Saved data entries:
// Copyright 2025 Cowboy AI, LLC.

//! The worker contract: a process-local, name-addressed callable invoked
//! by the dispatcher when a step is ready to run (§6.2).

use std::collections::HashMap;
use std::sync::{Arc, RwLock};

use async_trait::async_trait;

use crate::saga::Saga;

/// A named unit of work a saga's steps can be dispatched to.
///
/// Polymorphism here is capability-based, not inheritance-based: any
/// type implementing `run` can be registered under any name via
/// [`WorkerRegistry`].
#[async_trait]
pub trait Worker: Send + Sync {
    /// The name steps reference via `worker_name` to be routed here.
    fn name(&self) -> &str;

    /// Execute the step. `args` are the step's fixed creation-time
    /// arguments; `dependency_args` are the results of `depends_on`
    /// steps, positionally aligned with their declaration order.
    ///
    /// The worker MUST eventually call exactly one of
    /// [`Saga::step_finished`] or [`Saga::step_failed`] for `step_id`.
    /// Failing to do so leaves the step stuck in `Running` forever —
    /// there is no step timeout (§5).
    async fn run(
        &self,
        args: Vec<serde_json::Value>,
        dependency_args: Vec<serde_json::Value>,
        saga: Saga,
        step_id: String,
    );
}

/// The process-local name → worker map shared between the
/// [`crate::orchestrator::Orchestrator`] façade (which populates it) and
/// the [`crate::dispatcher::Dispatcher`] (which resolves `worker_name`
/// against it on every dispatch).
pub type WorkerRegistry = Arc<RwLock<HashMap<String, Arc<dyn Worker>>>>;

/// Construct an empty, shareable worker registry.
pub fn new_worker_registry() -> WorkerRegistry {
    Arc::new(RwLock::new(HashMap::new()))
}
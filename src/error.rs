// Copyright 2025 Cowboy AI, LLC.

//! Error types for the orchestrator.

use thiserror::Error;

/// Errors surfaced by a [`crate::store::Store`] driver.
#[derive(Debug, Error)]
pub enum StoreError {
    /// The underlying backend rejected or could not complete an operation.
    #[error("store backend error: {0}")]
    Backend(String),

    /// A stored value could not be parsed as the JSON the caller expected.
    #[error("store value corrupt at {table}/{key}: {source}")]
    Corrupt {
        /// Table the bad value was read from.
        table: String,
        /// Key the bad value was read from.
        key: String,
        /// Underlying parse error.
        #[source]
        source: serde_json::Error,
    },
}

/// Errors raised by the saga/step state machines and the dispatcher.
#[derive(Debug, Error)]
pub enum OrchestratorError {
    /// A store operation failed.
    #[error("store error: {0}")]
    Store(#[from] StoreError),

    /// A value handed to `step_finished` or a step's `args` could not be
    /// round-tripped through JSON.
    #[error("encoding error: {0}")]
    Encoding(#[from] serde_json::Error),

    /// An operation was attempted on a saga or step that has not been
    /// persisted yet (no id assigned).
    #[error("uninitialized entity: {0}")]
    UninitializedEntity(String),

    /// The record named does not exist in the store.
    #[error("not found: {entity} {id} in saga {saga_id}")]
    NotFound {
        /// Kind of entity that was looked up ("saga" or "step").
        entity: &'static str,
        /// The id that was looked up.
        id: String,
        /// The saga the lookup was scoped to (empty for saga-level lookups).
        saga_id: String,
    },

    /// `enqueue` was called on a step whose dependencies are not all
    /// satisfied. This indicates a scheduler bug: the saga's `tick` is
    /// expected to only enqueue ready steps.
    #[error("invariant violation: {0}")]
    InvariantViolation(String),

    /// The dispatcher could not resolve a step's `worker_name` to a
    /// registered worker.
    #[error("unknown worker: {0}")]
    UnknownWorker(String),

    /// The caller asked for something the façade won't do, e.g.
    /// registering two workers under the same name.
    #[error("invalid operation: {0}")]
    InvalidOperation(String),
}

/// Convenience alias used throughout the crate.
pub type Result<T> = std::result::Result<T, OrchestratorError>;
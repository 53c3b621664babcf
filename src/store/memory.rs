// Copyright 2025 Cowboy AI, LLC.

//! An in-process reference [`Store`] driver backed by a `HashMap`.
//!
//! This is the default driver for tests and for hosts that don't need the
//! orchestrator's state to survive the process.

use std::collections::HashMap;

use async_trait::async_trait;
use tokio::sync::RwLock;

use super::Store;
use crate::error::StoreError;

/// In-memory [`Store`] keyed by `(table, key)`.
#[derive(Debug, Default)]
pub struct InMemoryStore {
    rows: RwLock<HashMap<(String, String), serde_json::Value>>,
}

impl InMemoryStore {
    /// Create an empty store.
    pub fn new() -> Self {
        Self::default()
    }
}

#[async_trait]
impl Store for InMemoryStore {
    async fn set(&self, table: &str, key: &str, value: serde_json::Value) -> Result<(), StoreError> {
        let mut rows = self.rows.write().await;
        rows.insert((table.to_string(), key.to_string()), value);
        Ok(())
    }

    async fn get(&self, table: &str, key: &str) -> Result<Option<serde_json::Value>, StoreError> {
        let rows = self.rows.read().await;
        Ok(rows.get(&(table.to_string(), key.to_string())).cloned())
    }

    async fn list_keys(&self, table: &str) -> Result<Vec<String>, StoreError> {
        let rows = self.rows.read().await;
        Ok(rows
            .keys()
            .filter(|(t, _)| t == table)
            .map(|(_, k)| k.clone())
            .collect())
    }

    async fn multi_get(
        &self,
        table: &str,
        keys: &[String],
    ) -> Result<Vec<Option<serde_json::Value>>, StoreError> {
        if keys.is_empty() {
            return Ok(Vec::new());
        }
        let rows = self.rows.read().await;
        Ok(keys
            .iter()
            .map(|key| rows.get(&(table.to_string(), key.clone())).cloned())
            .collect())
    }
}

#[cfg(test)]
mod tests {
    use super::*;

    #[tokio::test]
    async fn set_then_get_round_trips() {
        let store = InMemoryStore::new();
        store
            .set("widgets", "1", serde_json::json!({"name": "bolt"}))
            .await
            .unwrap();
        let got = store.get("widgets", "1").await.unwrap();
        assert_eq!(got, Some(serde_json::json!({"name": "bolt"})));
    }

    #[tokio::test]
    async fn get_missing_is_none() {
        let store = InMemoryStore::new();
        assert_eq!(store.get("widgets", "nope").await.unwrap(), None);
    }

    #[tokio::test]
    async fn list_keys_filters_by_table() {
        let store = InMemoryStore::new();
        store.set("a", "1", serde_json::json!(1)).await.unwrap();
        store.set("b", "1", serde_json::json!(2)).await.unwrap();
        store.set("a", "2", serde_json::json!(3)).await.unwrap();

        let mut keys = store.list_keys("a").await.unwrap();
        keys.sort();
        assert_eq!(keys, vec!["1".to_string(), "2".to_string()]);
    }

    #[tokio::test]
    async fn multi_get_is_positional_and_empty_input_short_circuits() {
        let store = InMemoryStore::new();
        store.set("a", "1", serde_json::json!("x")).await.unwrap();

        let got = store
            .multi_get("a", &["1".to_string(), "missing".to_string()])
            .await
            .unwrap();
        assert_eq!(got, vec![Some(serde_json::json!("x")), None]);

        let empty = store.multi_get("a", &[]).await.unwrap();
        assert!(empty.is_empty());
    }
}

What the task requires:
Write out only the lines that run from the line containing "Self::default()" through the line containing "let mut rows", both included, exactly as they appear above.

Result of the exercise:
        Self::default()
    }
}

#[async_trait]
impl Store for InMemoryStore {
    async fn set(&self, table: &str, key: &str, value: serde_json::Value) -> Result<(), StoreError> {
        let mut rows = self.rows.write().await;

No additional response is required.